Unsurprisingly for a bibliophile, Burgess’s literary references are constant, sometimes smouldering. Certain male friends are described as ‘capable of stirring the primordial parts of Lady Chatterley’, Macbeth reappears several times, King Lear presages her greatest grief, and Wordsworth sneaks in, along with a riotously funny screen-writing proposal, reimagining The Famous Five as septuagenarians. A doyen of imagery, her bons-mots include wedding day ‘hip-bones as sharp as coat-hangers’; Janet Frame doppelgängers; and nun shoes (‘an interesting blend of shoes and sandals … I suspect these are made to a design approved by the Vatican to encourage celibacy’). This visual palette only expands when she is outre-mer, her French memories overlaid with classic cinema scenes and French statesmen. ‘Trees’ is a wonderful exploration of the connections between trees and literature, ranging from A.A. Milne’s Hundred Acre Wood to her great-grandfather’s role in the deforestation of New Zealand, from the entropy of Enid Blyton’s The Faraway Tree to the shame of envying Anne Frank’s cloistered life, hidden behind a bookcase. There is the occasional misfire, like the racist archaism in ‘Ten Christmases’ (‘My father says he hates peppermint kiss lipstick. It makes me look like a Negress’). While the word chiefly dates her father, and the juxtaposition of intergenerational attitudes to race relations and racism is made clear through her and Bob’s involvement with HART, there isn’t quite enough explicit rejection of racist tropes/discourse used by intimate others. There is also some mawkish phrasing: the WhatsApp excerpts in ‘Travelling with Lucie’, for example, don’t quite work. Burgess is serious about language, though. You’ve got to love a woman—an anyone, really—who remembers an errant apostrophe six years later.

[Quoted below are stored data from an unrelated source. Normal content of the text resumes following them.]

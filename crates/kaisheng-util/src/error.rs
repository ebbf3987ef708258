//! Error types for KaiSheng

use thiserror::Error;

use crate::ScheduleId;

/// Errors surfaced by engine operations
#[derive(Debug, Error)]
pub enum KaishengError {
    #[error("Unknown schedule: {0}")]
    ScheduleNotFound(ScheduleId),

    /// Usage ledger or audit log failure
    #[error("Store error: {0}")]
    Store(String),
}

impl KaishengError {
    pub fn store(msg: impl Into<String>) -> Self {
        Self::Store(msg.into())
    }
}

pub type Result<T> = std::result::Result<T, KaishengError>;
//! Config validation CLI tool
//!
//! Validates a KaiSheng configuration file and reports any errors.

use kaisheng_api::BlockScope;
use kaisheng_util::{default_config_path, format_duration};
use std::path::PathBuf;
use std::process::ExitCode;

fn main() -> ExitCode {
    let args: Vec<String> = std::env::args().collect();

    let config_path = match args.get(1) {
        Some(path) => PathBuf::from(path),
        None => {
            let default_path = default_config_path();
            eprintln!("Usage: validate-config [config-file]");
            eprintln!();
            eprintln!("Validates a KaiSheng configuration file.");
            eprintln!();
            eprintln!("Example:");
            eprintln!("  validate-config {}", default_path.display());
            return ExitCode::from(2);
        }
    };

    if !config_path.exists() {
        eprintln!("Error: Configuration file not found: {}", config_path.display());
        return ExitCode::from(1);
    }

    match kaisheng_config::load_config(&config_path) {
        Ok(policy) => {
            println!("✓ Configuration is valid");
            println!();
            println!("Summary:");
            println!("  Config version: {}", kaisheng_config::CURRENT_CONFIG_VERSION);
            println!("  Schedules: {}", policy.schedules.len());
            println!("  App limits: {}", policy.limits.len());
            println!(
                "  Walking restriction: {}",
                if policy.motion.enabled { "on" } else { "off" }
            );

            if !policy.schedules.is_empty() {
                println!();
                println!("Schedules:");
                for schedule in &policy.schedules {
                    let scope = match &schedule.scope {
                        BlockScope::Device => "whole device".to_string(),
                        BlockScope::Apps { apps } => format!("{} app(s)", apps.len()),
                    };
                    let state = if schedule.enabled { "" } else { " [disabled]" };
                    println!(
                        "  - {} \"{}\" {} blocks {}{}",
                        schedule.id, schedule.name, schedule.window, scope, state
                    );
                }
            }

            if !policy.limits.is_empty() {
                println!();
                println!("Limits:");
                for limit in &policy.limits {
                    println!(
                        "  - {}: {} per day",
                        limit.app_id,
                        format_duration(limit.daily_limit)
                    );
                }
            }

            ExitCode::SUCCESS
        }
        Err(e) => {
            eprintln!("✗ Configuration validation failed");
            eprintln!();
            match &e {
                kaisheng_config::ConfigError::ReadError(io_err) => {
                    eprintln!("Failed to read file: {}", io_err);
                }
                kaisheng_config::ConfigError::ParseError(parse_err) => {
                    eprintln!("TOML parse error:");
                    eprintln!("  {}", parse_err);
                }
                kaisheng_config::ConfigError::ValidationFailed { errors } => {
                    eprintln!("Validation errors ({}):", errors.len());
                    for err in errors {
                        eprintln!("  - {}", err);
                    }
                }
                kaisheng_config::ConfigError::UnsupportedVersion(ver) => {
                    eprintln!(
                        "Unsupported config version: {} (expected {})",
                        ver,
                        kaisheng_config::CURRENT_CONFIG_VERSION
                    );
                }
            }
            ExitCode::from(1)
        }
    }
}
//! Validated policy structures

use crate::schema::{RawAppLimit, RawBlock, RawConfig, RawMotion, RawSchedule, RawServiceConfig, RawWarningThreshold};
use crate::validation::{parse_days, parse_time};
use chrono::{DateTime, Local};
use kaisheng_api::{BlockScope, LimitStatus, WarningSeverity, WarningThreshold};
use kaisheng_util::{AppId, DaysOfWeek, ScheduleId, TimeWindow, WallClock, default_data_dir};
use std::collections::BTreeSet;
use std::path::PathBuf;
use std::time::Duration;

/// Default enforcement loop interval
pub const DEFAULT_TICK_INTERVAL: Duration = Duration::from_secs(15);

/// Default lingering time of the walking restriction
pub const DEFAULT_MOTION_RELEASE_DELAY: Duration = Duration::from_secs(30);

/// Validated policy ready for use by the core engine
#[derive(Debug, Clone, Default)]
pub struct Policy {
    pub service: ServiceConfig,

    /// Downtime schedules in configuration order
    pub schedules: Vec<DowntimeSchedule>,

    pub limits: Vec<AppLimit>,

    pub motion: MotionPolicy,
}

impl Policy {
    /// Convert from raw config (after validation)
    pub fn from_raw(raw: RawConfig) -> Self {
        let default_warnings = raw
            .service
            .default_warnings
            .clone()
            .map(|w| w.into_iter().map(convert_warning).collect())
            .unwrap_or_else(default_warning_thresholds);

        let limits = raw
            .limits
            .into_iter()
            .map(|l| AppLimit::from_raw(l, &default_warnings))
            .collect();

        Self {
            service: ServiceConfig::from_raw(raw.service),
            schedules: raw.schedules.into_iter().map(DowntimeSchedule::from_raw).collect(),
            limits,
            motion: MotionPolicy::from_raw(raw.motion),
        }
    }

    pub fn get_schedule(&self, id: &ScheduleId) -> Option<&DowntimeSchedule> {
        self.schedules.iter().find(|s| &s.id == id)
    }

    pub fn get_schedule_mut(&mut self, id: &ScheduleId) -> Option<&mut DowntimeSchedule> {
        self.schedules.iter_mut().find(|s| &s.id == id)
    }

    /// Get the enabled limit for an app, if any
    pub fn get_limit(&self, app_id: &AppId) -> Option<&AppLimit> {
        self.limits.iter().find(|l| l.enabled && &l.app_id == app_id)
    }
}

/// Service configuration
#[derive(Debug, Clone)]
pub struct ServiceConfig {
    pub data_dir: PathBuf,
    pub tick_interval: Duration,
}

impl ServiceConfig {
    fn from_raw(raw: RawServiceConfig) -> Self {
        Self {
            data_dir: raw.data_dir.unwrap_or_else(default_data_dir),
            tick_interval: raw
                .tick_interval_seconds
                .map(Duration::from_secs)
                .unwrap_or(DEFAULT_TICK_INTERVAL),
        }
    }
}

impl Default for ServiceConfig {
    fn default() -> Self {
        Self {
            data_dir: default_data_dir(),
            tick_interval: DEFAULT_TICK_INTERVAL,
        }
    }
}

/// A named, recurring downtime window
#[derive(Debug, Clone, PartialEq, Eq)]
pub struct DowntimeSchedule {
    pub id: ScheduleId,
    pub name: String,
    pub window: TimeWindow,
    pub scope: BlockScope,
    pub enabled: bool,
}

impl DowntimeSchedule {
    fn from_raw(raw: RawSchedule) -> Self {
        let days_mask = raw
            .days
            .as_ref()
            .and_then(|d| parse_days(d).ok())
            .unwrap_or(0x7F);
        let (start_h, start_m) = parse_time(&raw.start).unwrap_or((0, 0));
        let (end_h, end_m) = parse_time(&raw.end).unwrap_or((23, 59));

        let scope = match raw.block {
            RawBlock::Device => BlockScope::Device,
            RawBlock::Apps { apps } => BlockScope::apps(
                apps.into_iter()
                    .map(|a| a.trim().to_string())
                    .filter(|a| !a.is_empty())
                    .map(AppId::new),
            ),
        };

        Self {
            name: raw.name.unwrap_or_else(|| raw.id.clone()),
            id: ScheduleId::new(raw.id),
            window: TimeWindow {
                days: DaysOfWeek::new(days_mask),
                start: WallClock { hour: start_h, minute: start_m },
                end: WallClock { hour: end_h, minute: end_m },
            },
            scope,
            enabled: raw.enabled,
        }
    }

    pub fn is_active_at(&self, dt: &DateTime<Local>) -> bool {
        self.enabled && self.window.contains(dt)
    }

    /// When the current occurrence ends, if active
    pub fn ends_at(&self, dt: &DateTime<Local>) -> Option<DateTime<Local>> {
        if !self.enabled {
            return None;
        }
        self.window.ends_at(dt)
    }

    pub fn next_start_after(&self, dt: &DateTime<Local>) -> Option<DateTime<Local>> {
        if !self.enabled {
            return None;
        }
        self.window.next_start_after(dt)
    }
}

/// Per-app daily usage ceiling
#[derive(Debug, Clone, PartialEq, Eq)]
pub struct AppLimit {
    pub app_id: AppId,
    pub daily_limit: Duration,
    /// Sorted by `seconds_before`, largest first
    pub warnings: Vec<WarningThreshold>,
    pub enabled: bool,
}

impl AppLimit {
    fn from_raw(raw: RawAppLimit, default_warnings: &[WarningThreshold]) -> Self {
        let daily_limit = Duration::from_secs(raw.daily_limit_seconds);
        let mut warnings: Vec<WarningThreshold> = match raw.warnings {
            Some(w) => w.into_iter().map(convert_warning).collect(),
            None => default_warnings
                .iter()
                .filter(|w| w.seconds_before < raw.daily_limit_seconds)
                .cloned()
                .collect(),
        };
        warnings.sort_by(|a, b| b.seconds_before.cmp(&a.seconds_before));

        Self {
            app_id: AppId::new(raw.app.trim()),
            daily_limit,
            warnings,
            enabled: raw.enabled,
        }
    }

    /// Usage status given the time already spent today
    pub fn status(&self, used: Duration) -> LimitStatus {
        LimitStatus {
            app_id: self.app_id.clone(),
            used,
            limit: self.daily_limit,
            remaining: self.daily_limit.saturating_sub(used),
            exceeded: used >= self.daily_limit,
        }
    }

    /// Warnings whose mark was passed when usage went from `before` to `after`
    pub fn crossed_warnings(&self, before: Duration, after: Duration) -> Vec<&WarningThreshold> {
        self.warnings
            .iter()
            .filter(|w| {
                let mark = self
                    .daily_limit
                    .saturating_sub(Duration::from_secs(w.seconds_before));
                before < mark && after >= mark
            })
            .collect()
    }
}

/// Walking restriction settings
#[derive(Debug, Clone, PartialEq, Eq)]
pub struct MotionPolicy {
    pub enabled: bool,
    pub restricted_apps: BTreeSet<AppId>,
    pub release_delay: Duration,
}

impl MotionPolicy {
    fn from_raw(raw: RawMotion) -> Self {
        Self {
            enabled: raw.enabled,
            restricted_apps: raw
                .restricted_apps
                .iter()
                .map(|a| a.trim())
                .filter(|a| !a.is_empty())
                .map(AppId::new)
                .collect(),
            release_delay: raw
                .release_delay_seconds
                .map(Duration::from_secs)
                .unwrap_or(DEFAULT_MOTION_RELEASE_DELAY),
        }
    }

    pub fn covers(&self, app_id: &AppId) -> bool {
        self.enabled && self.restricted_apps.contains(app_id)
    }
}

impl Default for MotionPolicy {
    fn default() -> Self {
        Self {
            enabled: false,
            restricted_apps: BTreeSet::new(),
            release_delay: DEFAULT_MOTION_RELEASE_DELAY,
        }
    }
}

// Conversion helpers

fn convert_warning(raw: RawWarningThreshold) -> WarningThreshold {
    let severity = match raw.severity.to_lowercase().as_str() {
        "info" => WarningSeverity::Info,
        "critical" => WarningSeverity::Critical,
        _ => WarningSeverity::Warn,
    };

    WarningThreshold {
        seconds_before: raw.seconds_before,
        severity,
        message_template: raw.message,
    }
}

fn default_warning_thresholds() -> Vec<WarningThreshold> {
    vec![
        WarningThreshold {
            seconds_before: 900, // 15 minutes
            severity: WarningSeverity::Info,
            message_template: Some("15 minutes left today".into()),
        },
        WarningThreshold {
            seconds_before: 300,
            severity: WarningSeverity::Warn,
            message_template: Some("5 minutes left today".into()),
        },
        WarningThreshold {
            seconds_before: 60,
            severity: WarningSeverity::Critical,
            message_template: Some("1 minute left today".into()),
        },
    ]
}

Books, ultimately, shape her idea of home, as explored in ‘This is Your Life’ and ‘Homesickness’: ‘We are driven through streets that are out of the books I’ve been reading all my life. I am transfixed … I am home.’ Burgess writes movingly about the power of (dis)placement in literature, its ability to plant a foreign concept of home, and the resulting feeling of aberration or deviance when normality is determined at (and by) the centre of the Mercator map/projection. Echoing Tim Winton, Chimamanda Ngozi Adichie and Ngũgĩ wa Thiong’o, Burgess recalls how her own birthplace was fictionally created as a deviation from the British (specifically, English) norm: no thatched roofed cottages, no white cliffs, no meadows, none of the quintessentially English.
A work written with brio, Someone’s Wife is hilarious and devastating, a sliver of New Zealand culture and history told through a single vibrant life and its entanglements with others. Slouching towards Aotearoa, perhaps Burgess is our Didion, albeit less aloof, more gregarious and with better jokes.
EMMA GATTEY is a writer and critic from Ōtautahi. She is studying global and imperial history at Oxford University.